It was once again another disappointing week in terms of getting through units. The only unit I got through, Exploring Bivariate Numerical Data, ended up being fairly challenging, but it certainly didn’t help that I didn’t have access to the internet for 3/5 days. (I was away at a cottage and the internet ran out.) The unit I got through was interesting in that the material varied from being relatively simple to quite complicated. I’m hoping that I’ll eventually be shown more videos and given more exercises on the difficult material I learned about because as of now I really don’t understand a lot of it all that well.
The week started off easy with simple stuff coming at the beginning of the unit. The first thing I worked through was an introduction to scatterplots. A scatterplot is a type of data display that shows the relationship between two numerical variables and end up looking like a bunch of chickenpox on a graph. Each member of the dataset gets plotted as a point whose (x, y) coordinates relates to its values for the two variables (i.e. the two things being measured by the x-axis and y-axis). The following is a picture from my notes of different ways in which the data on a scatterplot can be distinguished, classified, and/or described:
- Positive vs Negative
- A ‘positive’ scatterplot will have data points whose value will increase in the y-direction as their value increases in the x-direction.

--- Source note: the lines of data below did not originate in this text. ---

use crate::pool::PooledEncoder;
use crate::sink::{Hijack, Hijacked, ResponseSink};
use http::{HeaderMap, StatusCode};
use std::io::{self, Write};

/// A [`ResponseSink`] whose body passes through a pooled encoder.
///
/// Body writes go to the encoder, which writes compressed blocks into the
/// underlying sink. Headers, status and hijacking are delegated to the
/// underlying sink unchanged. The writer never sets `Content-Encoding` and
/// never finishes the encoder; both are up to whoever acquired it.
///
/// A successful hijack abandons the compressed stream, so finishing the
/// encoder afterwards writes nothing to the taken-over connection.
pub struct CompressingWriter<'e, 'p, S: ResponseSink> {
    encoder: &'e mut PooledEncoder<'p, S>,
}

impl<'e, 'p, S: ResponseSink> CompressingWriter<'e, 'p, S> {
    /// Wraps an encoder that is bound to a response sink.
    pub fn new(encoder: &'e mut PooledEncoder<'p, S>) -> Self {
        Self { encoder }
    }

    fn sink(&self) -> &S {
        self.encoder.get_ref()
    }

    fn sink_mut(&mut self) -> &mut S {
        self.encoder.get_mut()
    }
}

impl<S: ResponseSink> Write for CompressingWriter<'_, '_, S> {
    fn write(&mut self, buf: &[u8]) -> io::Result<usize> {
        self.encoder.write(buf)
    }

    fn write_all(&mut self, buf: &[u8]) -> io::Result<()> {
        self.encoder.write_all(buf)
    }

    fn flush(&mut self) -> io::Result<()> {
        self.encoder.flush()
    }
}

impl<S: ResponseSink> ResponseSink for CompressingWriter<'_, '_, S> {
    fn headers(&self) -> &HeaderMap {
        self.sink().headers()
    }

    fn headers_mut(&mut self) -> &mut HeaderMap {
        self.sink_mut().headers_mut()
    }

    fn status(&self) -> StatusCode {
        self.sink().status()
    }

    fn set_status(&mut self, status: StatusCode) {
        self.sink_mut().set_status(status)
    }

    fn hijacker(&mut self) -> Option<&mut dyn Hijack> {
        if self.sink_mut().hijacker().is_none() {
            return None;
        }
        Some(self)
    }
}

impl<S: ResponseSink> Hijack for CompressingWriter<'_, '_, S> {
    fn hijack(&mut self) -> io::Result<Hijacked> {
        let hijacked = match self.sink_mut().hijacker() {
            Some(hijacker) => hijacker.hijack()?,
            None => {
                return Err(io::Error::new(
                    io::ErrorKind::Unsupported,
                    "response can't be hijacked",
                ));
            }
        };
        self.encoder.detach();
        Ok(hijacked)
    }
}

impl<S: ResponseSink> std::fmt::Debug for CompressingWriter<'_, '_, S> {
    fn fmt(&self, f: &mut std::fmt::Formatter<'_>) -> std::fmt::Result {
        f.debug_struct("CompressingWriter")
            .field("encoder", &self.encoder)
            .finish()
    }
}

- A ‘negative’ scatterplot will have data points whose value will decrease in the y-direction as their value increases in the x-direction.
- Strong vs Weak
- A scatterplot with data points that have a ‘strong’ connection will have a correlation coefficient (explained below) close to either 1 or -1.
- The data points will all fall close to the Line-of-Best-Fit (also explained below) if they have a ‘strong’ connection.
- A scatterplot with data points that have a ‘weak’ connection will have a correlation coefficient close to either 0.
- The data points will not fall close to the Line-of-Best-Fit if they have a ‘weak’ connection.
- Linear vs Non-Linear
- Data is considered ‘linear’ on a scatterplot if the data points more or less form a straight line in either the positive or negative direction.
- ‘Non-Linear’ data points will often form a parabola of some kind or take no specific shape at all.
- Clusters
- When data points are grouped together, they are considered a ‘cluster’ of data points.
- There aren’t any specific rules for what makes a group of data points a ‘cluster’ or not, rather it is just based on opinion.
- Outliers
- When the majority data points on a scatterplot follow a specific pattern, an ‘outlier’ is a data point that doesn’t fit on that pattern.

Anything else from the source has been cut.